The Millennial generation preferred not to be formally employed and only start putting money away for retirement late in their working lives. Young people also saved money in formal savings products.
Almost six out of 10 young people surveyed in the study said were they were saving money in a bank account. However, bank accounts are seldom able to deliver the real growth required to beat inflation; whereas, equity-based investment vehicles can protect and enhance the buying power of your money over the long term.
Unlike saving — which is setting money aside to meet short-term goals — investing builds sufficient wealth to secure a second source of income to one day hopefully replace your salary, which is the ultimate goal of financial freedom said Elize Botha, managing director of Old Mutual Unit Trusts.
Khaye Gobodo, managing director of Old Mutual Investment Group, said that if no attempts were made by young people to invest, it would lead to the generation over-relying on the state and ultimately creating a drain for the fiscus.
Even if they are saving quite well over time, young people who fail to invest effectively are leaving themselves completely exposed to the risk of inflation — the most significant threat to their hard earned savings.

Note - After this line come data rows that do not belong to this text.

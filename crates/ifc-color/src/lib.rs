//! ifc-color - Color rendering for imaging flow cytometry frames
//!
//! This crate renders single-channel intensity frames as tinted color
//! images:
//!
//! - **Color space conversion** ([`colorspace`]): HSV -> RGB for one color
//! - **Coloring** ([`coloring`]): tint a whole matrix with a fixed hue and
//!   saturation, using each element as the HSV value

pub mod coloring;
pub mod colorspace;
pub mod error;

// Re-export core types
pub use ifc_core;

// Re-export error types
pub use error::{ColorError, ColorResult};

pub use coloring::matrix_hsv_to_rgb;
pub use colorspace::{Hsv, Rgb, hsv_to_rgb};
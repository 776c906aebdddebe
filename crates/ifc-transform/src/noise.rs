//! Random sources for noise padding
//!
//! Padding an acquired frame with a flat background leaves a visible
//! frame edge; padding with noise drawn around the camera background keeps
//! the padded border statistically close to real background pixels.
//!
//! The padding code only sees the [`NoiseSource`] trait, so tests can
//! substitute a deterministic source.

use crate::{TransformError, TransformResult};
use rand::SeedableRng;
use rand::rngs::StdRng;
use rand_distr::{Distribution, Normal};

/// Source of normally distributed values
pub trait NoiseSource {
    /// Draw `count` independent values from `N(mean, sd²)`.
    ///
    /// # Errors
    ///
    /// Returns `TransformError::InvalidParameters` if `mean` is not finite
    /// or `sd` is negative or not finite.
    fn normal(&mut self, count: usize, mean: f64, sd: f64) -> TransformResult<Vec<f64>>;
}

impl<N: NoiseSource + ?Sized> NoiseSource for &mut N {
    fn normal(&mut self, count: usize, mean: f64, sd: f64) -> TransformResult<Vec<f64>> {
        (**self).normal(count, mean, sd)
    }
}

/// Validate normal distribution parameters.
pub(crate) fn check_params(mean: f64, sd: f64) -> TransformResult<()> {
    if !mean.is_finite() {
        return Err(TransformError::InvalidParameters(format!(
            "noise mean must be finite, got {mean}"
        )));
    }
    if !sd.is_finite() || sd < 0.0 {
        return Err(TransformError::InvalidParameters(format!(
            "noise standard deviation must be finite and >= 0, got {sd}"
        )));
    }
    Ok(())
}

/// Draw exactly `count` values, rejecting a source that returns fewer or more.
pub(crate) fn draw<N>(noise: &mut N, count: usize, mean: f64, sd: f64) -> TransformResult<Vec<f64>>
where
    N: NoiseSource + ?Sized,
{
    let draws = noise.normal(count, mean, sd)?;
    if draws.len() != count {
        return Err(TransformError::InvalidParameters(format!(
            "noise source returned {} values, expected {count}",
            draws.len()
        )));
    }
    Ok(draws)
}

/// Gaussian noise backed by [`StdRng`]
///
/// # Examples
///
/// ```
/// use ifc_transform::{GaussianNoise, NoiseSource};
///
/// let mut a = GaussianNoise::seeded(7);
/// let mut b = GaussianNoise::seeded(7);
/// assert_eq!(a.normal(4, 10.0, 2.0).unwrap(), b.normal(4, 10.0, 2.0).unwrap());
/// ```
#[derive(Debug)]
pub struct GaussianNoise {
    rng: StdRng,
}

impl GaussianNoise {
    /// Reproducible source: the same seed yields the same draws.
    pub fn seeded(seed: u64) -> Self {
        Self {
            rng: StdRng::seed_from_u64(seed),
        }
    }

    /// Source seeded from the thread-local generator.
    pub fn from_entropy() -> Self {
        Self::seeded(rand::random())
    }
}

impl NoiseSource for GaussianNoise {
    fn normal(&mut self, count: usize, mean: f64, sd: f64) -> TransformResult<Vec<f64>> {
        check_params(mean, sd)?;
        let dist = Normal::new(mean, sd)
            .map_err(|e| TransformError::InvalidParameters(format!("normal({mean}, {sd}): {e}")))?;
        Ok((0..count).map(|_| dist.sample(&mut self.rng)).collect())
    }
}

#[cfg(test)]
mod tests {
    use super::*;

    #[test]
    fn test_seeded_is_reproducible() {
        let mut a = GaussianNoise::seeded(42);
        let mut b = GaussianNoise::seeded(42);
        let da = a.normal(100, 5.0, 1.5).unwrap();
        let db = b.normal(100, 5.0, 1.5).unwrap();
        assert_eq!(da, db);
        assert_eq!(da.len(), 100);
    }

    #[test]
    fn test_different_seeds_differ() {
        let da = GaussianNoise::seeded(1).normal(16, 0.0, 1.0).unwrap();
        let db = GaussianNoise::seeded(2).normal(16, 0.0, 1.0).unwrap();
        assert_ne!(da, db);
    }

    #[test]
    fn test_zero_sd_returns_mean() {
        let draws = GaussianNoise::seeded(3).normal(10, 12.5, 0.0).unwrap();
        assert!(draws.iter().all(|&v| v == 12.5));
    }

    #[test]
    fn test_sample_statistics() {
        let draws = GaussianNoise::seeded(99).normal(20_000, 100.0, 4.0).unwrap();
        let n = draws.len() as f64;
        let mean = draws.iter().sum::<f64>() / n;
        let var = draws.iter().map(|v| (v - mean).powi(2)).sum::<f64>() / n;
        assert!((mean - 100.0).abs() < 0.2, "mean = {mean}");
        assert!((var.sqrt() - 4.0).abs() < 0.2, "sd = {}", var.sqrt());
    }

    #[test]
    fn test_invalid_parameters() {
        let mut noise = GaussianNoise::seeded(0);
        assert!(noise.normal(1, 0.0, -1.0).is_err());
        assert!(noise.normal(1, 0.0, f64::NAN).is_err());
        assert!(noise.normal(1, f64::INFINITY, 1.0).is_err());
    }

    #[test]
    fn test_draw_checks_count() {
        struct Short;
        impl NoiseSource for Short {
            fn normal(&mut self, count: usize, mean: f64, _sd: f64) -> TransformResult<Vec<f64>> {
                Ok(vec![mean; count.saturating_sub(1)])
            }
        }

        assert!(matches!(
            draw(&mut Short, 3, 0.0, 1.0),
            Err(TransformError::InvalidParameters(_))
        ));
        assert_eq!(draw(&mut GaussianNoise::seeded(4), 3, 0.0, 1.0).unwrap().len(), 3);
    }

    #[test]
    fn test_zero_count() {
        let draws = GaussianNoise::seeded(0).normal(0, 0.0, 1.0).unwrap();
        assert!(draws.is_empty());
    }
}
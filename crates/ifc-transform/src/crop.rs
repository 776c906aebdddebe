//! Centered cropping
//!
//! Removes an evenly split margin from any axis whose target is smaller
//! than the frame. Axes with a target of `0`, or a target at least as
//! large as the frame, are kept at full size.

use crate::TransformResult;
use crate::margin::Margins;
use ifc_core::Matrix;

/// Crop a matrix to at most `height x width`, keeping the center.
///
/// The result has `min(height or rows, rows)` rows and
/// `min(width or cols, cols)` columns. The margin removed from an axis is
/// `(source - target) / 2` on the leading edge, with the remainder taken
/// from the trailing edge. Any mask on `mat` is carried over.
///
/// A request that does not shrink any axis returns a copy of `mat`.
///
/// # Arguments
///
/// * `mat` - Input matrix
/// * `height` - Target number of rows, `0` for no change
/// * `width` - Target number of columns, `0` for no change
///
/// # Examples
///
/// ```
/// use ifc_core::Matrix;
/// use ifc_transform::crop;
///
/// let mat = Matrix::from_fn(10, 10, |r, c| (r * 10 + c) as f64).unwrap();
/// let out = crop(&mat, 4, 4).unwrap();
/// assert_eq!(out.dimensions(), (4, 4));
/// assert_eq!(out.get(0, 0).unwrap(), 33.0);
/// ```
pub fn crop(mat: &Matrix, height: u32, width: u32) -> TransformResult<Matrix> {
    let (rows, cols) = mat.dimensions();

    // Nothing to crop on either axis
    if (cols <= width && rows <= height)
        || (cols <= width && height == 0)
        || (rows <= height && width == 0)
    {
        tracing::debug!(rows, cols, height, width, "crop: no change requested");
        return Ok(mat.clone());
    }

    let (top, out_rows) = if height > 0 && height < rows {
        (Margins::centered(rows, height).leading, height)
    } else {
        (0, rows)
    };
    let (left, out_cols) = if width > 0 && width < cols {
        (Margins::centered(cols, width).leading, width)
    } else {
        (0, cols)
    };

    tracing::debug!(
        rows,
        cols,
        out_rows,
        out_cols,
        top,
        left,
        "crop: extracting centered region"
    );

    let mut out = mat.submatrix(top, left, out_rows, out_cols)?;
    out.set_mask(mat.mask().cloned());
    Ok(out)
}
//! JSONL audit log writer with daily file rotation.

use std::fs::{self, File, OpenOptions};
use std::io::{BufWriter, Write};
use std::path::{Path, PathBuf};
use std::sync::Mutex;

use chrono::{NaiveDate, Utc};

use super::{AuditEntry, AuditLogger};
use crate::{AppError, Result};

/// Open output file together with the date it was opened for.
struct DayFile {
    date: NaiveDate,
    writer: BufWriter<File>,
}

/// A daily-rotating JSONL audit log writer.
///
/// Appends one JSON object per line to `<log_dir>/audit-YYYY-MM-DD.jsonl`
/// and opens a new file when the calendar date changes between writes.
pub struct JsonlAuditWriter {
    log_dir: PathBuf,
    current: Mutex<Option<DayFile>>,
}

impl JsonlAuditWriter {
    /// Construct a writer that stores logs in `log_dir`.
    ///
    /// Creates `log_dir` and all parent directories if they do not exist.
    ///
    /// # Errors
    ///
    /// Returns `AppError::Config` if the directory cannot be created.
    pub fn new(log_dir: PathBuf) -> Result<Self> {
        fs::create_dir_all(&log_dir).map_err(|e| {
            AppError::Config(format!(
                "failed to create audit log directory {}: {e}",
                log_dir.display()
            ))
        })?;
        Ok(Self {
            log_dir,
            current: Mutex::new(None),
        })
    }

    fn open_day_file(log_dir: &Path, date: NaiveDate) -> Result<DayFile> {
        let path = log_dir.join(format!("audit-{date}.jsonl"));
        let file = OpenOptions::new()
            .create(true)
            .append(true)
            .open(&path)
            .map_err(|e| {
                AppError::Config(format!("failed to open audit log {}: {e}", path.display()))
            })?;
        Ok(DayFile {
            date,
            writer: BufWriter::new(file),
        })
    }
}

impl AuditLogger for JsonlAuditWriter {
    fn log_entry(&self, entry: AuditEntry) -> Result<()> {
        let today = Utc::now().date_naive();
        let line = serde_json::to_string(&entry)
            .map_err(|e| AppError::Config(format!("failed to serialize audit entry: {e}")))?;

        let mut guard = self
            .current
            .lock()
            .unwrap_or_else(std::sync::PoisonError::into_inner);

        let rotate = !matches!(guard.as_ref(), Some(day) if day.date == today);
        if rotate {
            *guard = Some(Self::open_day_file(&self.log_dir, today)?);
        }

        // The guard was just populated above when empty.
        let Some(day) = guard.as_mut() else {
            return Ok(());
        };
        writeln!(day.writer, "{line}")
            .map_err(|e| AppError::Config(format!("audit write failed: {e}")))?;
        day.writer
            .flush()
            .map_err(|e| AppError::Config(format!("audit flush failed: {e}")))?;

        Ok(())
    }
}
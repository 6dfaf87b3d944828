//! `SQLite` connection setup and schema bootstrap.

use std::fs;
use std::path::Path;
use std::time::Duration;

use sqlx::sqlite::{SqliteConnectOptions, SqliteJournalMode, SqlitePoolOptions};
use sqlx::SqlitePool;

use crate::{AppError, Result};

use super::schema;

/// Alias for the shared `SQLite` pool.
pub type Database = SqlitePool;

/// Open (creating if necessary) the database file and apply the schema.
///
/// WAL journal mode lets the daemon and the ctl binary share the file,
/// and the busy timeout absorbs short write contention between them.
///
/// # Errors
///
/// Returns `AppError::Unavailable` if the connection or schema
/// application fails.
pub async fn connect(db_path: &Path) -> Result<Database> {
    if let Some(parent) = db_path.parent() {
        fs::create_dir_all(parent)
            .map_err(|err| AppError::Unavailable(format!("failed to create db dir: {err}")))?;
    }

    let options = SqliteConnectOptions::new()
        .filename(db_path)
        .create_if_missing(true)
        .journal_mode(SqliteJournalMode::Wal)
        .busy_timeout(Duration::from_secs(5));

    let pool = SqlitePoolOptions::new().connect_with(options).await?;
    schema::bootstrap_schema(&pool).await?;
    Ok(pool)
}

/// Open an in-memory database for tests and apply the schema.
///
/// The pool is pinned to a single connection that is never reaped; an
/// in-memory database disappears with its connection.
///
/// # Errors
///
/// Returns `AppError::Unavailable` if the connection or schema
/// application fails.
pub async fn connect_memory() -> Result<Database> {
    let options = SqliteConnectOptions::new().in_memory(true);

    let pool = SqlitePoolOptions::new()
        .max_connections(1)
        .idle_timeout(None)
        .max_lifetime(None)
        .connect_with(options)
        .await?;
    schema::bootstrap_schema(&pool).await?;
    Ok(pool)
}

Reduced long-term investing, coupled with time out of the market, leads to a loss of compound interest in savings for retirement.
Gobodo said unlike the current generation, which was less averse to staying with one employer for their entire life, this generation was not looking to spend time in one company. He said the temptation here was that they were frequently tempted to withdraw retirement savings after switching jobs.
He said that, while retirement seemed far away to someone in their 20s, it was vital that people began investing as early as possible.
“Waiting even a few years before starting to save for retirement can have a massive impact on your final retirement savings,” warned Gobodo.